I’m sorry things didn’t work out with us, my human. I still don’t know what I did that made you decide to take me to that bad place but I’m not even mad.

Things are great here. We have lots of great toys and cat trees and scratching posts and we eat really good food that doesn’t upset my tummy like some of the stuff you used to feed me when you said you didn’t have time to get to the pet store. I have foster brothers and sisters to play with when I want to but mostly I hang out in the hammock the human put in the window and watch the birds. I admit I look out that window sometimes and wonder what you’re doing, my human.

Whatever it is, I hope you’re happy. I hope you don’t worry about me.
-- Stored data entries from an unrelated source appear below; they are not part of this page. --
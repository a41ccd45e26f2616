//! Query API of the read side.

use axum::Json;
use axum::extract::{Query, State};
use projections::{LedgerQuery, ProjectionStore, QueryResponse};
use serde::Deserialize;

use crate::error::ApiError;

/// `?snapshot=<RFC 3339>` answers the query as of that store time.
#[derive(Debug, Default, Deserialize)]
pub struct SnapshotParams {
    pub snapshot: Option<String>,
}

impl SnapshotParams {
    fn cutoff(&self) -> Result<Option<chrono::DateTime<chrono::Utc>>, ApiError> {
        match self.snapshot.as_deref().map(str::trim) {
            None | Some("") => Ok(None),
            Some(raw) => super::parse_timestamp(raw)
                .map(Some)
                .map_err(|e| ApiError::BadRequest(format!("invalid snapshot {raw:?}: {e}"))),
        }
    }
}

/// GET /transaction
pub async fn list(
    State(store): State<ProjectionStore>,
    Query(params): Query<SnapshotParams>,
) -> Result<Json<QueryResponse>, ApiError> {
    answer(&store, LedgerQuery::ListTransactions, &params).await
}

/// GET /balance
pub async fn balance(
    State(store): State<ProjectionStore>,
    Query(params): Query<SnapshotParams>,
) -> Result<Json<QueryResponse>, ApiError> {
    answer(&store, LedgerQuery::GetBalance, &params).await
}

async fn answer(
    store: &ProjectionStore,
    query: LedgerQuery,
    params: &SnapshotParams,
) -> Result<Json<QueryResponse>, ApiError> {
    let response = store.query(query, params.cutoff()?).await?;
    Ok(Json(response))
}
I hope you don’t take another cat until you know for sure this time that it’s for life because I don’t want you bringing another cat to the shelter in a couple years like you did me when you decide the cat no longer fits into your life.

I write this in honor of all my shelter friends who went into the Room and never came back. My rescue human helped me write this on behalf of me and the many other cats here in our home who experienced exactly what I did through no fault of our own.
Pets surrendered by tenants end up in shelters exactly like this. Know that most people adopt cute and cuddly babies, not grown-ups. It’s time to face an unpalatable truth. If your real estate agency prohibits pets on premises, you might as well pick up a gun and do it yourself. You are part of a system that kills animals.
 
The good news is you can change the way things work. Talk to your boss, your colleagues, and your clients. Don't get sucked into talk about risk management strategies. Tell them what happens to surrendered animals. Say, I think we need to look at the way we do things around here. You can make a difference.